Collected data:
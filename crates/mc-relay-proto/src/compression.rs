//! zlib compression for frame payloads.

use std::io::{Read, Write};

use flate2::read::ZlibDecoder;
use flate2::write::ZlibEncoder;
use flate2::Compression;

use crate::error::ProtoError;

/// Compress a packet body with zlib at the default level.
pub fn compress(data: &[u8]) -> Result<Vec<u8>, ProtoError> {
    let mut encoder = ZlibEncoder::new(Vec::new(), Compression::default());
    encoder
        .write_all(data)
        .map_err(|e| ProtoError::CompressError(e.to_string()))?;
    encoder
        .finish()
        .map_err(|e| ProtoError::CompressError(e.to_string()))
}

/// Inflate a zlib payload that must expand to exactly `expected_len` bytes.
pub fn decompress(data: &[u8], expected_len: usize) -> Result<Vec<u8>, ProtoError> {
    let mut output = Vec::with_capacity(expected_len);
    // Read one byte past the expectation so oversized payloads are detected.
    ZlibDecoder::new(data)
        .take(expected_len as u64 + 1)
        .read_to_end(&mut output)
        .map_err(|e| ProtoError::DecompressError(e.to_string()))?;
    if output.len() != expected_len {
        return Err(ProtoError::DecompressError(format!(
            "declared {expected_len} bytes, inflated to {}",
            output.len()
        )));
    }
    Ok(output)
}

## Work to complete
Reproduce the records exactly, keeping every line.

## Response to the exercise
filename crates/mc-relay-proto/src/compression.rs
//! zlib compression for frame payloads.

use std::io::{Read, Write};

use flate2::read::ZlibDecoder;
use flate2::write::ZlibEncoder;
use flate2::Compression;

use crate::error::ProtoError;

/// Compress a packet body with zlib at the default level.
pub fn compress(data: &[u8]) -> Result<Vec<u8>, ProtoError> {
    let mut encoder = ZlibEncoder::new(Vec::new(), Compression::default());
    encoder
        .write_all(data)
        .map_err(|e| ProtoError::CompressError(e.to_string()))?;
    encoder
        .finish()
        .map_err(|e| ProtoError::CompressError(e.to_string()))
}

/// Inflate a zlib payload that must expand to exactly `expected_len` bytes.
pub fn decompress(data: &[u8], expected_len: usize) -> Result<Vec<u8>, ProtoError> {
    let mut output = Vec::with_capacity(expected_len);
    // Read one byte past the expectation so oversized payloads are detected.
    ZlibDecoder::new(data)
        .take(expected_len as u64 + 1)
        .read_to_end(&mut output)
        .map_err(|e| ProtoError::DecompressError(e.to_string()))?;
    if output.len() != expected_len {
        return Err(ProtoError::DecompressError(format!(
            "declared {expected_len} bytes, inflated to {}",
            output.len()
        )));
    }
    Ok(output)
}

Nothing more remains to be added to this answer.